Problem:
Nothing but the lines from the top of the following entries through the line with "pub mod speed;" should be printed, exactly as they are.
*** Begin section ***
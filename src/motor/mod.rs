//! # Motor Module
//!
//! Drive command validation and PWM actuation of the two tracks.
//!
//! ## Bitmask
//!
//! | Bit | Meaning |
//! |-----|---------|
//! | 0 | left forward |
//! | 1 | left reverse |
//! | 2 | right forward |
//! | 3 | right reverse |
//!
//! Forward and reverse set together on one side is a conflict. Conflicting
//! commands are never interpreted; they always resolve to stop.

pub mod actuator;
pub mod speed;

pub use actuator::{MotorActuator, MotorChannels};
pub use speed::{SpeedSelector, SPEED_LEVEL_COUNT};

use std::fmt;

use thiserror::Error;

use crate::protocol::packet::MotorCommand;

/// Vehicle side a conflict was detected on
#[derive(Debug, Clone, Copy, PartialEq, Eq)]
pub enum Side {
    Left,
    Right,
}

impl fmt::Display for Side {
    fn fmt(&self, f: &mut fmt::Formatter<'_>) -> fmt::Result {
        match self {
            Side::Left => f.write_str("left"),
            Side::Right => f.write_str("right"),
        }
    }
}

/// Forward and reverse requested on the same side
#[derive(Debug, Clone, Copy, PartialEq, Eq, Error)]
#[error("conflicting command {command}: {side} motor asked to drive forward and reverse")]
pub struct CommandConflict {
    pub command: MotorCommand,
    pub side: Side,
}

/// Reject commands driving one side both ways at once
pub fn validate(command: MotorCommand) -> Result<(), CommandConflict> {
    if command.left_forward() && command.left_reverse() {
        return Err(CommandConflict {
            command,
            side: Side::Left,
        });
    }

    if command.right_forward() && command.right_reverse() {
        return Err(CommandConflict {
            command,
            side: Side::Right,
        });
    }

    Ok(())
}

#[cfg(test)]
mod tests {
    use super::*;

    #[test]
    fn test_validate_accepts_non_conflicting() {
        for bits in [0b0000, 0b0001, 0b0010, 0b0100, 0b1000, 0b0101, 0b1010, 0b0110, 0b1001] {
            assert!(validate(MotorCommand::from_bits(bits)).is_ok(), "0b{:04b}", bits);
        }
    }

    #[test]
    fn test_validate_rejects_every_conflict() {
        for bits in 0..=0b1111u8 {
            let left = bits & 0b0011 == 0b0011;
            let right = bits & 0b1100 == 0b1100;
            let result = validate(MotorCommand::from_bits(bits));

            assert_eq!(result.is_err(), left || right, "0b{:04b}", bits);
        }
    }

    #[test]
    fn test_conflict_reports_side() {
        let err = validate(MotorCommand::from_bits(0b0011)).unwrap_err();
        assert_eq!(err.side, Side::Left);

        let err = validate(MotorCommand::from_bits(0b1100)).unwrap_err();
        assert_eq!(err.side, Side::Right);
    }
}
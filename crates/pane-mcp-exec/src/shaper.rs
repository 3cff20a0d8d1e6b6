//! Result shaping: bound captured output and build the response.

use pane_mcp_core::{CapturedOutput, Response};

/// Keep the first `max_chars` characters of `text`.
///
/// Returns the kept text and whether anything was cut.
pub fn truncate_chars(text: &str, max_chars: usize) -> (String, bool) {
    match text.char_indices().nth(max_chars) {
        Some((byte_index, _)) => (text[..byte_index].to_string(), true),
        None => (text.to_string(), false),
    }
}

/// Build a successful response from captured output.
///
/// `truncated` is set when the output was cut here or when the capture was
/// already partial (timeout). `original_length` always counts the full
/// capture.
pub fn shape(captured: &CapturedOutput, max_output_chars: usize) -> Response {
    let (output, cut) = truncate_chars(&captured.raw_text, max_output_chars);
    Response {
        success: true,
        output,
        truncated: cut || captured.truncated,
        timed_out: captured.timed_out,
        original_length: captured.original_length,
        exit_status: captured.exit_status,
        strategy: None,
        session_id: None,
        error: None,
    }
}
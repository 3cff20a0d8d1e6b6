//! Delivery strategies: how text gets into a session.
//!
//! Delivery never waits for the command to finish. Failures are reported as
//! `Error::Delivery` (or `Error::Connection` when the host itself is gone)
//! and are not retried.

use std::path::{Path, PathBuf};

use async_trait::async_trait;
use pane_mcp_core::{Error, ExecutionStrategy, HostSettings, Result, SessionHandle};
use pane_mcp_host::HostConnection;
use tokio::io::AsyncWriteExt;
use tracing::{debug, warn};
use uuid::Uuid;

use crate::classify::{classify_with, StrategyExt};

const PASTE_START: &str = "\x1b[200~";
const PASTE_END: &str = "\x1b[201~";

/// One way of placing text into a session.
#[async_trait]
pub trait Delivery: Send + Sync {
    /// The strategy this delivery implements.
    fn strategy(&self) -> ExecutionStrategy;

    /// Deliver `text` to the session and submit it.
    async fn deliver(
        &self,
        conn: &dyn HostConnection,
        handle: &SessionHandle,
        text: &str,
    ) -> Result<()>;
}

/// Literal text plus a newline.
#[derive(Debug, Clone, Copy, Default)]
pub struct DirectDelivery;

#[async_trait]
impl Delivery for DirectDelivery {
    fn strategy(&self) -> ExecutionStrategy {
        ExecutionStrategy::Direct
    }

    async fn deliver(
        &self,
        conn: &dyn HostConnection,
        handle: &SessionHandle,
        text: &str,
    ) -> Result<()> {
        let text = text.trim_end_matches('\n');
        if !self.strategy().permits(text) {
            return Err(Error::Delivery(
                "direct delivery cannot carry multi-line or heredoc text".to_string(),
            ));
        }
        conn.send_text(handle, &format!("{text}\n"))
            .await
            .map_err(delivery_error)
    }
}

/// Text written to an executable script that removes itself when it exits.
#[derive(Debug, Clone)]
pub struct ScriptFileDelivery {
    script_dir: PathBuf,
    interpreter: String,
}

impl ScriptFileDelivery {
    /// Create a delivery writing scripts to `script_dir`.
    pub fn new(script_dir: impl Into<PathBuf>, interpreter: impl Into<String>) -> Self {
        Self {
            script_dir: script_dir.into(),
            interpreter: interpreter.into(),
        }
    }

    /// Script body: shebang, self-removal trap, then the text verbatim.
    pub fn script_contents(&self, text: &str) -> String {
        let mut script = format!("#!{}\ntrap 'rm -f -- \"$0\"' EXIT\n{}", self.interpreter, text);
        if !script.ends_with('\n') {
            script.push('\n');
        }
        script
    }

    async fn write_script(&self, text: &str) -> Result<PathBuf> {
        let path = self
            .script_dir
            .join(format!("pane-mcp-{}.sh", Uuid::new_v4().simple()));

        let mut options = tokio::fs::OpenOptions::new();
        options.write(true).create_new(true);
        #[cfg(unix)]
        options.mode(0o700);

        let mut file = options.open(&path).await.map_err(|e| {
            Error::Delivery(format!("Failed to create script {}: {e}", path.display()))
        })?;
        file.write_all(self.script_contents(text).as_bytes())
            .await
            .map_err(|e| Error::Delivery(format!("Failed to write script {}: {e}", path.display())))?;
        file.flush().await?;

        Ok(path)
    }
}

#[async_trait]
impl Delivery for ScriptFileDelivery {
    fn strategy(&self) -> ExecutionStrategy {
        ExecutionStrategy::ScriptFile
    }

    async fn deliver(
        &self,
        conn: &dyn HostConnection,
        handle: &SessionHandle,
        text: &str,
    ) -> Result<()> {
        let path = self.write_script(text).await?;
        debug!("Wrote {} bytes to script {}", text.len(), path.display());

        let invocation = format!("{}\n", shell_quote(&path.to_string_lossy()));
        if let Err(e) = conn.send_text(handle, &invocation).await {
            remove_script(&path).await;
            return Err(delivery_error(e));
        }
        Ok(())
    }
}

async fn remove_script(path: &Path) {
    if let Err(e) = tokio::fs::remove_file(path).await {
        warn!("Failed to remove script {}: {}", path.display(), e);
    }
}

/// The host's out-of-band input buffer, then Enter.
#[derive(Debug, Clone, Copy, Default)]
pub struct TextInjectionDelivery;

#[async_trait]
impl Delivery for TextInjectionDelivery {
    fn strategy(&self) -> ExecutionStrategy {
        ExecutionStrategy::TextInjection
    }

    async fn deliver(
        &self,
        conn: &dyn HostConnection,
        handle: &SessionHandle,
        text: &str,
    ) -> Result<()> {
        conn.inject_text(handle, text.trim_end_matches('\n'))
            .await
            .map_err(delivery_error)?;
        conn.send_text(handle, "\r").await.map_err(delivery_error)
    }
}

/// Bracketed-paste markers around the text, then Enter.
#[derive(Debug, Clone, Copy, Default)]
pub struct BracketedPasteDelivery;

#[async_trait]
impl Delivery for BracketedPasteDelivery {
    fn strategy(&self) -> ExecutionStrategy {
        ExecutionStrategy::BracketedPaste
    }

    async fn deliver(
        &self,
        conn: &dyn HostConnection,
        handle: &SessionHandle,
        text: &str,
    ) -> Result<()> {
        if !self.strategy().permits(text) {
            return Err(Error::Delivery(
                "bracketed paste cannot carry escape characters".to_string(),
            ));
        }
        let payload = format!(
            "{PASTE_START}{}{PASTE_END}\r",
            text.trim_end_matches('\n')
        );
        conn.send_text(handle, &payload).await.map_err(delivery_error)
    }
}

/// All four strategies plus the classifier default.
#[derive(Debug, Clone)]
pub struct Deliveries {
    direct: DirectDelivery,
    script_file: ScriptFileDelivery,
    text_injection: TextInjectionDelivery,
    bracketed_paste: BracketedPasteDelivery,
    ambiguous: ExecutionStrategy,
}

impl Deliveries {
    /// Build the strategy set from host settings.
    pub fn new(host: &HostSettings, ambiguous: ExecutionStrategy) -> Self {
        Self {
            direct: DirectDelivery,
            script_file: ScriptFileDelivery::new(host.script_dir(), host.script_interpreter.clone()),
            text_injection: TextInjectionDelivery,
            bracketed_paste: BracketedPasteDelivery,
            ambiguous,
        }
    }

    /// Strategy the classifier picks for `text`.
    pub fn classify(&self, text: &str) -> ExecutionStrategy {
        classify_with(text, self.ambiguous)
    }

    /// The delivery implementing `strategy`.
    pub fn select(&self, strategy: ExecutionStrategy) -> &dyn Delivery {
        match strategy {
            ExecutionStrategy::Direct => &self.direct,
            ExecutionStrategy::ScriptFile => &self.script_file,
            ExecutionStrategy::TextInjection => &self.text_injection,
            ExecutionStrategy::BracketedPaste => &self.bracketed_paste,
        }
    }

    /// Classify `text`, deliver it, and report the strategy used.
    pub async fn deliver(
        &self,
        conn: &dyn HostConnection,
        handle: &SessionHandle,
        text: &str,
    ) -> Result<ExecutionStrategy> {
        let strategy = self.classify(text);
        debug!("Delivering {} bytes to {} via {}", text.len(), handle.session_id, strategy);
        self.select(strategy).deliver(conn, handle, text).await?;
        Ok(strategy)
    }
}

/// Quote a word for POSIX shells.
pub fn shell_quote(word: &str) -> String {
    format!("'{}'", word.replace('\'', r"'\''"))
}

/// Host failures while writing become delivery failures, unless the host is
/// unreachable altogether.
fn delivery_error(err: Error) -> Error {
    match err {
        Error::Connection(_) | Error::Delivery(_) => err,
        Error::SessionNotFound(id) => Error::Delivery(format!("session {id} is gone")),
        other => Error::Delivery(other.to_string()),
    }
}
//! Connection pool keyed by execution context.
//!
//! One host connection is kept per [`ContextKey`]. A connection is reused
//! while it keeps being used within the idle window and answers probes;
//! otherwise it is closed and replaced. An entry whose session could not be
//! resolved is marked unhealthy and goes on the next eviction pass.
//! Connections with outstanding leases are never evicted.

use std::collections::HashMap;
use std::sync::atomic::{AtomicUsize, Ordering};
use std::sync::{Arc, Mutex, MutexGuard};
use std::time::Duration;

use chrono::{DateTime, Utc};
use pane_mcp_core::{ContextKey, Error, Result, SessionHandle};
use pane_mcp_host::{HostConnection, TerminalHost};
use tokio::time::Instant;
use tracing::{debug, info, warn};
use uuid::Uuid;

const RETRY_DELAY: Duration = Duration::from_millis(200);

/// A live connection held by the pool.
#[derive(Debug, Clone)]
pub struct PooledConnection {
    /// Identifier of the underlying host connection
    pub connection_id: Uuid,
    /// When the connection was opened
    pub created_at: DateTime<Utc>,
    /// The connection itself
    pub connection: Arc<dyn HostConnection>,
    /// Session resolved on the most recent acquire
    pub handle: SessionHandle,
}

impl PooledConnection {
    fn estimated_bytes(&self) -> usize {
        std::mem::size_of::<Self>() + self.handle.estimated_bytes()
    }
}

#[derive(Debug)]
struct Slot {
    entry: tokio::sync::Mutex<Option<PooledConnection>>,
    leases: AtomicUsize,
    last_used: Mutex<Instant>,
}

impl Slot {
    fn new() -> Self {
        Self {
            entry: tokio::sync::Mutex::new(None),
            leases: AtomicUsize::new(0),
            last_used: Mutex::new(Instant::now()),
        }
    }

    fn touch(&self) {
        *lock(&self.last_used) = Instant::now();
    }

    fn is_expired(&self, now: Instant, idle_window: Duration) -> bool {
        now.saturating_duration_since(*lock(&self.last_used)) >= idle_window
    }

    fn in_use(&self) -> bool {
        self.leases.load(Ordering::SeqCst) > 0
    }
}

/// Counted reference to a slot; releases the count on drop.
#[derive(Debug)]
struct SlotRef(Arc<Slot>);

impl SlotRef {
    fn new(slot: Arc<Slot>) -> Self {
        slot.leases.fetch_add(1, Ordering::SeqCst);
        Self(slot)
    }
}

impl Drop for SlotRef {
    fn drop(&mut self) {
        self.0.touch();
        self.0.leases.fetch_sub(1, Ordering::SeqCst);
    }
}

/// Borrowed use of a pooled connection. Dropping it returns the connection.
#[derive(Debug)]
pub struct ConnectionLease {
    _slot: SlotRef,
    context: ContextKey,
    pooled: PooledConnection,
}

impl ConnectionLease {
    /// The host connection.
    pub fn connection(&self) -> &dyn HostConnection {
        self.pooled.connection.as_ref()
    }

    /// The session this lease resolved to.
    pub fn handle(&self) -> &SessionHandle {
        &self.pooled.handle
    }

    /// Identifier of the underlying connection.
    pub fn connection_id(&self) -> Uuid {
        self.pooled.connection_id
    }

    /// When the underlying connection was opened.
    pub fn connected_at(&self) -> DateTime<Utc> {
        self.pooled.created_at
    }

    /// The context this lease was acquired for.
    pub fn context(&self) -> &ContextKey {
        &self.context
    }
}

/// Pool occupancy.
#[derive(Debug, Clone, Copy, Default, PartialEq, Eq)]
pub struct PoolStats {
    /// Connections held
    pub pooled: usize,
    /// Connections with outstanding leases
    pub in_use: usize,
    /// Rough size of the bookkeeping
    pub estimated_bytes: usize,
}

/// Context-keyed pool of host connections.
pub struct ConnectionPool {
    host: Arc<dyn TerminalHost>,
    idle_window: Duration,
    slots: Mutex<HashMap<ContextKey, Arc<Slot>>>,
}

impl std::fmt::Debug for ConnectionPool {
    fn fmt(&self, f: &mut std::fmt::Formatter<'_>) -> std::fmt::Result {
        f.debug_struct("ConnectionPool")
            .field("host", &self.host.name())
            .field("idle_window", &self.idle_window)
            .field("contexts", &lock(&self.slots).len())
            .finish()
    }
}

impl ConnectionPool {
    /// Create an empty pool for `host`.
    pub fn new(host: Arc<dyn TerminalHost>, idle_window: Duration) -> Self {
        Self {
            host,
            idle_window,
            slots: Mutex::new(HashMap::new()),
        }
    }

    /// Name of the host backend.
    pub fn host_name(&self) -> &'static str {
        self.host.name()
    }

    /// Lease a connection for `context`, reusing a healthy one when possible.
    ///
    /// The session is resolved on every acquire. An unknown session id fails
    /// with `SessionNotFound` and leaves the entry pooled but unhealthy.
    pub async fn acquire(&self, context: ContextKey) -> Result<ConnectionLease> {
        self.evict_expired().await;

        let slot_ref = {
            let mut slots = lock(&self.slots);
            let slot = slots
                .entry(context.clone())
                .or_insert_with(|| Arc::new(Slot::new()));
            SlotRef::new(Arc::clone(slot))
        };

        let mut entry = slot_ref.0.entry.lock().await;

        if let Some(pooled) = entry.take() {
            if slot_ref.0.is_expired(Instant::now(), self.idle_window) {
                debug!(
                    "Connection {} for {} outlived the idle window",
                    pooled.connection_id, context
                );
                pooled.connection.close().await;
            } else if let Err(e) = pooled.connection.probe().await {
                warn!(
                    "Connection {} for {} failed its probe: {}",
                    pooled.connection_id, context, e
                );
                pooled.connection.close().await;
            } else {
                *entry = Some(pooled);
            }
        }

        let mut pooled = match entry.take() {
            Some(pooled) => pooled,
            None => {
                let connection = self.connect().await?;
                info!(
                    "Opened {} connection {} for {}",
                    self.host.name(),
                    connection.id(),
                    context
                );
                PooledConnection {
                    connection_id: connection.id(),
                    created_at: Utc::now(),
                    handle: SessionHandle::new("", "", ""),
                    connection,
                }
            }
        };

        let resolved = match &context {
            ContextKey::Active => pooled.connection.current_session().await,
            ContextKey::Session(id) => pooled.connection.resolve_session(id).await,
        };
        match resolved {
            Ok(mut handle) => {
                handle.touch();
                pooled.handle = handle;
            }
            Err(e) => {
                pooled.handle.mark_unhealthy();
                *entry = Some(pooled);
                return Err(e);
            }
        }

        *entry = Some(pooled.clone());
        slot_ref.0.touch();
        drop(entry);

        Ok(ConnectionLease {
            _slot: slot_ref,
            context,
            pooled,
        })
    }

    /// Return a lease. Equivalent to dropping it.
    pub fn release(&self, lease: ConnectionLease) {
        drop(lease);
    }

    /// Close idle connections past the idle window, and those whose session
    /// went away. Returns how many were closed.
    pub async fn evict_expired(&self) -> usize {
        self.evict(false).await
    }

    /// Close every connection without an outstanding lease, expired or not.
    /// Returns how many were closed.
    pub async fn force_cleanup(&self) -> usize {
        self.evict(true).await
    }

    async fn evict(&self, force: bool) -> usize {
        let now = Instant::now();
        let mut evicted = Vec::new();
        {
            let mut slots = lock(&self.slots);
            slots.retain(|_, slot| {
                if slot.in_use() {
                    return true;
                }
                let Ok(mut entry) = slot.entry.try_lock() else {
                    return true;
                };
                let unhealthy = entry
                    .as_ref()
                    .is_some_and(|pooled| !pooled.handle.is_healthy);
                if force || unhealthy || slot.is_expired(now, self.idle_window) {
                    evicted.extend(entry.take());
                    false
                } else {
                    true
                }
            });
        }

        for pooled in &evicted {
            debug!("Closing pooled connection {}", pooled.connection_id);
            pooled.connection.close().await;
        }
        if !evicted.is_empty() {
            info!("Evicted {} pooled connection(s)", evicted.len());
        }
        evicted.len()
    }

    /// Current occupancy.
    pub fn stats(&self) -> PoolStats {
        let slots = lock(&self.slots);
        let mut stats = PoolStats::default();
        for (context, slot) in slots.iter() {
            stats.estimated_bytes += std::mem::size_of::<Slot>() + context_bytes(context);
            match slot.entry.try_lock() {
                Ok(entry) => {
                    if let Some(pooled) = entry.as_ref() {
                        stats.pooled += 1;
                        stats.estimated_bytes += pooled.estimated_bytes();
                    }
                }
                // Being acquired right now
                Err(_) => stats.pooled += 1,
            }
            if slot.in_use() {
                stats.in_use += 1;
            }
        }
        stats
    }

    async fn connect(&self) -> Result<Arc<dyn HostConnection>> {
        match self.host.connect().await {
            Ok(connection) => Ok(connection),
            Err(first) => {
                warn!(
                    "Connecting to {} failed, retrying once: {}",
                    self.host.name(),
                    first
                );
                tokio::time::sleep(RETRY_DELAY).await;
                self.host.connect().await.map_err(|e| {
                    Error::Connection(format!(
                        "{} host unreachable after retry: {}",
                        self.host.name(),
                        e
                    ))
                })
            }
        }
    }
}

fn context_bytes(context: &ContextKey) -> usize {
    match context {
        ContextKey::Active => 0,
        ContextKey::Session(id) => id.len(),
    }
}

fn lock<T>(mutex: &Mutex<T>) -> MutexGuard<'_, T> {
    mutex.lock().unwrap_or_else(|poisoned| poisoned.into_inner())
}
*** End section ***
Answer:
filename src/motor/mod.rs
//! # Motor Module
//!
//! Drive command validation and PWM actuation of the two tracks.
//!
//! ## Bitmask
//!
//! | Bit | Meaning |
//! |-----|---------|
//! | 0 | left forward |
//! | 1 | left reverse |
//! | 2 | right forward |
//! | 3 | right reverse |
//!
//! Forward and reverse set together on one side is a conflict. Conflicting
//! commands are never interpreted; they always resolve to stop.

pub mod actuator;
pub mod speed;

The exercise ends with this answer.